WHAT IS EXPECTED:
Transcribe every line of the records verbatim.

EXCERPTED RECORDS:
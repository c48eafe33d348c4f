//! Read-only snapshots taken from cluster objects once per pass.

pub mod knative;
pub mod lister;
pub mod workload;

pub use knative::{
    ConfigurationView, configuration_resource, configuration_view, revision_snapshot,
    route_resource, route_traffic,
};
pub use lister::{list_app_pods, list_app_revisions, revision_workload};
pub use workload::{pod_snapshot, workload_snapshot};
//! Loops that run beside the controllers: keep-alive pings and the
//! sealed-secret certificate refresh.

pub mod cert_refresher;
pub mod pinger;

pub use cert_refresher::{
    CertRefresher, CertSource, RETRY_DELAY, RetryPolicy, ServiceProxyCertSource,
};
pub use pinger::start_pinger;
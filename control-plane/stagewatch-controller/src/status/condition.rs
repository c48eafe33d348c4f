/// Tri-state truth value of a lifecycle condition.
#[derive(Clone, Copy, Debug, PartialEq, Eq, Default)]
pub enum Truth {
    True,
    False,
    #[default]
    Unknown,
}

impl Truth {
    /// Kubernetes/Knative status string; anything unrecognized is `Unknown`.
    pub fn parse(s: &str) -> Self {
        match s {
            "True" => Truth::True,
            "False" => Truth::False,
            _ => Truth::Unknown,
        }
    }
}

/// Normalized lifecycle condition. Missing reason/message are empty strings.
#[derive(Clone, Debug, PartialEq, Eq, Default)]
pub struct Condition {
    pub type_: String,
    pub truth: Truth,
    pub reason: String,
    pub message: String,
}

impl Condition {
    pub fn new(type_: impl Into<String>, truth: Truth) -> Self {
        Self {
            type_: type_.into(),
            truth,
            reason: String::new(),
            message: String::new(),
        }
    }

    pub fn with_reason(mut self, reason: impl Into<String>) -> Self {
        self.reason = reason.into();
        self
    }

    pub fn with_message(mut self, message: impl Into<String>) -> Self {
        self.message = message.into();
        self
    }

    pub fn is_true(&self) -> bool {
        self.truth == Truth::True
    }

    pub fn is_false(&self) -> bool {
        self.truth == Truth::False
    }

    pub fn is_unknown(&self) -> bool {
        self.truth == Truth::Unknown
    }
}

/// First condition of the given type, in reported order.
pub fn find_condition<'a>(
    conditions: &'a [Condition],
    type_: &str,
) -> Option<&'a Condition> {
    conditions.iter().find(|c| c.type_ == type_)
}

SOLUTION TO THIS TASK:
repository c48eafe33d348c4f
//! Read-only snapshots taken from cluster objects once per pass.

pub mod knative;
pub mod lister;
pub mod workload;

pub use knative::{
    ConfigurationView, configuration_resource, configuration_view, revision_snapshot,
    route_resource, route_traffic,
};
pub use lister::{list_app_pods, list_app_revisions, revision_workload};
pub use workload::{pod_snapshot, workload_snapshot};
//! Loops that run beside the controllers: keep-alive pings and the
//! sealed-secret certificate refresh.

pub mod cert_refresher;
pub mod pinger;

pub use cert_refresher::{
    CertRefresher, CertSource, RETRY_DELAY, RetryPolicy, ServiceProxyCertSource,
};
pub use pinger::start_pinger;
filename control-plane/stagewatch-controller/src/status/condition.rs
repository c48eafe33d348c4f
/// Tri-state truth value of a lifecycle condition.
#[derive(Clone, Copy, Debug, PartialEq, Eq, Default)]
pub enum Truth {
    True,
    False,
    #[default]
    Unknown,
}

impl Truth {
    /// Kubernetes/Knative status string; anything unrecognized is `Unknown`.
    pub fn parse(s: &str) -> Self {
        match s {
            "True" => Truth::True,
            "False" => Truth::False,
            _ => Truth::Unknown,
        }
    }
}

/// Normalized lifecycle condition. Missing reason/message are empty strings.
#[derive(Clone, Debug, PartialEq, Eq, Default)]
pub struct Condition {
    pub type_: String,
    pub truth: Truth,
    pub reason: String,
    pub message: String,
}

impl Condition {
    pub fn new(type_: impl Into<String>, truth: Truth) -> Self {
        Self {
            type_: type_.into(),
            truth,
            reason: String::new(),
            message: String::new(),
        }
    }

    pub fn with_reason(mut self, reason: impl Into<String>) -> Self {
        self.reason = reason.into();
        self
    }

    pub fn with_message(mut self, message: impl Into<String>) -> Self {
        self.message = message.into();
        self
    }

    pub fn is_true(&self) -> bool {
        self.truth == Truth::True
    }

    pub fn is_false(&self) -> bool {
        self.truth == Truth::False
    }

    pub fn is_unknown(&self) -> bool {
        self.truth == Truth::Unknown
    }
}

/// First condition of the given type, in reported order.
pub fn find_condition<'a>(
    conditions: &'a [Condition],
    type_: &str,
) -> Option<&'a Condition> {
    conditions.iter().find(|c| c.type_ == type_)
}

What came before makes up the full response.